▶ _Exercise goal_: Scan the data below and copy each line where "that" occurs.

==================================================

//! A growable array whose capacity is part of its observable contract.
//!
//! [`DynamicArray`] owns a contiguous run of slots. Appending grows the buffer by doubling once
//! only a single free slot would remain, and removing by index compacts the buffer down to exactly
//! the new length.
//!
//! ```
//! use dyn_array::DynamicArray;
//!
//! let mut array = DynamicArray::new();
//! array.push(1);
//! array.push(2);
//! array.push(3);
//! assert_eq!(array.len(), 3);
//!
//! assert_eq!(array.remove_at(1), Ok(2));
//! assert_eq!(array.get(0), Ok(&1));
//! assert_eq!(array.get(1), Ok(&3));
//! assert_eq!(array.capacity(), 2);
//! assert_eq!(array.to_string(), "[1, 3]");
//! ```


mod errors;
mod iter;

use std::{
    fmt::{
        self,
        Debug,
        Display,
        Formatter,
    },
    iter::repeat_with,
    mem,
    ops::{
        Index,
        IndexMut,
    },
};

use tracing::debug;

pub use errors::{Error, Result};
pub use iter::{IntoIter, Iter};

/// Capacity of an array built with [`DynamicArray::new`].
pub const DEFAULT_CAPACITY: usize = 16;

/// A contiguous growable array with an explicit growth and compaction policy.
///
/// Slots in `[0, len)` always hold a live element, slots in `[len, capacity)` are empty.
///
/// # Growth
/// [`push`](Self::push) reallocates when `len + 1 >= capacity`, i.e. one slot before the buffer is
/// actually full. A capacity of zero becomes one, any other capacity doubles.
///
/// ```
/// use dyn_array::DynamicArray;
///
/// let mut array = DynamicArray::with_capacity(0).unwrap();
/// array.push(10);
/// assert_eq!(array.capacity(), 1);
/// array.push(20);
/// assert_eq!(array.capacity(), 2);
/// array.push(30);
/// assert_eq!(array.capacity(), 4);
/// ```
///
/// # Compaction
/// [`remove_at`](Self::remove_at) always moves the survivors into a fresh buffer of exactly
/// `len - 1` slots, so every removal is *O*(n) and no spare capacity is kept.
///
/// # Iteration
/// [`iter`](Self::iter) borrows the array, so it cannot be mutated while an iterator is alive:
///
/// ```compile_fail
/// use dyn_array::DynamicArray;
///
/// let mut array: DynamicArray<i32> = [1, 2, 3].into_iter().collect();
/// for elem in &array {
///     array.push(*elem);
/// }
/// ```
pub struct DynamicArray<T>{
    storage: Box<[Option<T>]>,
    len: usize,
    capacity: usize,
}

fn empty_slots<T>(count: usize) -> Box<[Option<T>]> {
    repeat_with(|| None).take(count).collect()
}

#[cold]
fn capacity_overflow() -> ! {
    panic!("capacity overflow")
}

impl<T> DynamicArray<T> {

    /// Creates an empty array with [`DEFAULT_CAPACITY`].
    ///
    /// Nothing is allocated until the first element is pushed.
    pub fn new() -> Self {
        Self{
            storage: Box::default(),
            len: 0,
            capacity: DEFAULT_CAPACITY,
        }
    }

    /// Creates an empty array with exactly `capacity` empty slots.
    ///
    /// Fails with [`Error::InvalidArgument`] when `capacity` is negative.
    pub fn with_capacity(capacity: isize) -> Result<Self> {
        let capacity = usize::try_from(capacity).map_err(|_| Error::InvalidArgument{capacity})?;
        Ok(Self{
            storage: empty_slots(capacity),
            len: 0,
            capacity,
        })
    }

    pub fn len(&self) -> usize {
        self.len
    }

    /// Alias of [`len`](Self::len).
    pub fn size(&self) -> usize {
        self.len
    }

    pub fn is_empty(&self) -> bool {
        self.len == 0
    }

    /// Number of allocated slots, live or empty.
    pub fn capacity(&self) -> usize {
        self.capacity
    }

    fn live(&self) -> &[Option<T>] {
        &self.storage[..self.len]
    }

    fn out_of_range(&self, index: usize) -> Error {
        Error::IndexOutOfRange{
            index,
            len: self.len,
        }
    }

    pub fn get(&self, index: usize) -> Result<&T> {
        self.live()
            .get(index)
            .and_then(Option::as_ref)
            .ok_or_else(|| self.out_of_range(index))
    }

    pub fn get_mut(&mut self, index: usize) -> Result<&mut T> {
        let err = self.out_of_range(index);
        self.storage[..self.len]
            .get_mut(index)
            .and_then(Option::as_mut)
            .ok_or(err)
    }

    /// Overwrites the element at `index`, returning the one it replaced.
    ///
    /// Length and capacity are left untouched.
    pub fn set(&mut self, index: usize, value: T) -> Result<T> {
        let slot = self.get_mut(index)?;
        Ok(mem::replace(slot, value))
    }

    /// Drops every live element. Capacity is kept.
    pub fn clear(&mut self) {
        for slot in &mut self.storage[..self.len] {
            *slot = None;
        }
        self.len = 0;
    }

    /// Appends `value`, growing the buffer first when at most one free slot is left.
    pub fn push(&mut self, value: T) {
        if self.len + 1 >= self.capacity {
            let new_capacity = match self.capacity {
                0 => 1,
                capacity => capacity.checked_mul(2).unwrap_or_else(|| capacity_overflow()),
            };
            self.reallocate(new_capacity);
        } else if self.storage.len() != self.capacity {
            // deferred allocation from `new`
            self.reallocate(self.capacity);
        }

        self.storage[self.len] = Some(value);
        self.len += 1;
    }

    fn reallocate(&mut self, new_capacity: usize) {
        debug!(
            len = self.len,
            old_capacity = self.capacity,
            new_capacity,
            "reallocating storage"
        );

        let mut storage = empty_slots(new_capacity);
        for (dst, src) in storage.iter_mut().zip(&mut self.storage[..self.len]) {
            *dst = src.take();
        }
        self.storage = storage;
        self.capacity = new_capacity;
    }

    /// Removes and returns the element at `index`.
    ///
    /// The remaining elements keep their order and are moved into a new buffer whose capacity is
    /// exactly the new length.
    pub fn remove_at(&mut self, index: usize) -> Result<T> {
        let len = self.len;
        let removed = self.storage[..len]
            .get_mut(index)
            .and_then(Option::take)
            .ok_or(Error::IndexOutOfRange{index, len})?;

        let new_len = len - 1;
        debug!(
            len,
            old_capacity = self.capacity,
            new_capacity = new_len,
            "compacting storage after removal"
        );

        // the removed slot is now empty, so `take` skips it
        let compacted: Box<[Option<T>]> = self.storage[..len]
            .iter_mut()
            .filter_map(Option::take)
            .map(Some)
            .collect();

        self.storage = compacted;
        self.capacity = new_len;
        self.len = new_len;
        Ok(removed)
    }

    pub fn iter(&self) -> Iter<'_, T> {
        Iter::new(self.live())
    }
}

impl<T: PartialEq> DynamicArray<T> {

    /// Position of the first element equal to `value`.
    ///
    /// For arrays of `Option<U>`, searching for `None` finds the first stored `None`.
    pub fn index_of(&self, value: &T) -> Option<usize> {
        self.iter().position(|elem| elem == value)
    }

    pub fn contains(&self, value: &T) -> bool {
        self.index_of(value).is_some()
    }

    /// Removes the first element equal to `value`. Returns whether anything was removed.
    pub fn remove(&mut self, value: &T) -> bool {
        match self.index_of(value) {
            Some(index) => self.remove_at(index).is_ok(),
            None => false,
        }
    }
}

impl<T> Default for DynamicArray<T> {
    fn default() -> Self {
        Self::new()
    }
}

impl<T: Clone> Clone for DynamicArray<T> {
    fn clone(&self) -> Self {
        Self{
            storage: self.storage.clone(),
            len: self.len,
            capacity: self.capacity,
        }
    }
}

impl<T: PartialEq> PartialEq for DynamicArray<T> {
    fn eq(&self, other: &Self) -> bool {
        self.len == other.len && self.iter().eq(other.iter())
    }
}

impl<T: Eq> Eq for DynamicArray<T> {}

impl<T> Index<usize> for DynamicArray<T> {
    type Output = T;

    fn index(&self, index: usize) -> &Self::Output {
        match self.get(index) {
            Ok(elem) => elem,
            Err(err) => panic!("{err}"),
        }
    }
}

impl<T> IndexMut<usize> for DynamicArray<T> {

    fn index_mut(&mut self, index: usize) -> &mut Self::Output {
        match self.get_mut(index) {
            Ok(elem) => elem,
            Err(err) => panic!("{err}"),
        }
    }
}

impl<T> Extend<T> for DynamicArray<T> {
    fn extend<I: IntoIterator<Item = T>>(&mut self, iter: I) {
        for elem in iter {
            self.push(elem);
        }
    }
}

impl<T> FromIterator<T> for DynamicArray<T> {
    fn from_iter<I: IntoIterator<Item = T>>(iter: I) -> Self {
        let mut array = Self::new();
        array.extend(iter);
        array
    }
}

impl<'a, T> IntoIterator for &'a DynamicArray<T> {
    type Item = &'a T;
    type IntoIter = Iter<'a, T>;

    fn into_iter(self) -> Self::IntoIter {
        self.iter()
    }
}

impl<T> IntoIterator for DynamicArray<T> {
    type Item = T;
    type IntoIter = IntoIter<T>;

    fn into_iter(self) -> Self::IntoIter {
        IntoIter::new(self.storage, self.len)
    }
}

impl<T:Debug> Debug for DynamicArray<T> {
    fn fmt(&self, f: &mut Formatter) -> fmt::Result {
        f.debug_struct("DynamicArray")
           .field("len", &self.len)
           .field("capacity", &self.capacity)
           .field("content", &self.iter())
           .finish()
    }
}

impl<T:Display> Display for DynamicArray<T> {
    fn fmt(&self, f: &mut Formatter) -> fmt::Result {
        f.write_str("[")?;
        for (idx, elem) in self.iter().enumerate() {
            if idx > 0 {
                f.write_str(", ")?;
            }
            write!(f, "{elem}")?;
        }
        f.write_str("]")
    }
}
use lexical_parse_float::FromLexical as FromLexicalFloat;
use lexical_parse_integer::FromLexical as FromLexicalInt;

/// Parses the complete slice as an integer; trailing bytes fail the parse.
pub(crate) fn int<T: FromLexicalInt>(slice: &[u8]) -> Option<T> {
    T::from_lexical(slice).ok()
}

/// Parses the complete slice as a float, standard or scientific form.
pub(crate) fn float<T: FromLexicalFloat>(slice: &[u8]) -> Option<T> {
    T::from_lexical(slice).ok()
}

/// A JSON number narrowed to the smallest lossless native type.
///
/// Produced by [`JsonReader::as_number`]. Integers narrow to `I32` before
/// `I64` before `I128`; everything else lands in `F64`, except that a float
/// whose value is integral and in range collapses back into the narrowest
/// integer variant. Callers that need a stable numeric type should use the
/// dedicated accessors instead.
///
/// [`JsonReader::as_number`]: crate::JsonReader::as_number
#[derive(Debug, Clone, Copy, PartialEq)]
pub enum JsonNumber {
    /// Fits in a 32-bit signed integer.
    I32(i32),
    /// Fits in a 64-bit signed integer.
    I64(i64),
    /// An exact integer wider than 64 bits.
    I128(i128),
    /// Everything else.
    F64(f64),
}

/// Parses `slice` into the narrowest lossless [`JsonNumber`].
///
/// The slice must be a complete RFC 8259 number; trailing bytes fail the
/// parse rather than being ignored.
pub(crate) fn narrowest(slice: &[u8]) -> Option<JsonNumber> {
    if let Ok(n) = i32::from_lexical(slice) {
        return Some(JsonNumber::I32(n));
    }
    if let Ok(n) = i64::from_lexical(slice) {
        return Some(JsonNumber::I64(n));
    }
    if let Ok(n) = i128::from_lexical(slice) {
        return Some(JsonNumber::I128(n));
    }
    let f = f64::from_lexical(slice).ok()?;
    Some(collapse(f))
}

/// Narrows an integral, in-range float into an integer variant.
///
/// Truncation round-trip stands in for a floor comparison: for every finite
/// value inside the i64 range the two agree, and outside that range no
/// narrowing happens anyway.
fn collapse(f: f64) -> JsonNumber {
    // i64::MAX itself is not representable as f64; stay strictly below 2^63
    // so the truncation is exact.
    if f.is_finite() && f >= i64::MIN as f64 && f < i64::MAX as f64 {
        let t = f as i64;
        if t as f64 == f {
            if let Ok(n) = i32::try_from(t) {
                return JsonNumber::I32(n);
            }
            return JsonNumber::I64(t);
        }
    }
    JsonNumber::F64(f)
}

==================================================

▶ _Answer for the task_:
/// `I64` before `I128`; everything else lands in `F64`, except that a float
/// integer variant. Callers that need a stable numeric type should use the
/// value inside the i64 range the two agree, and outside that range no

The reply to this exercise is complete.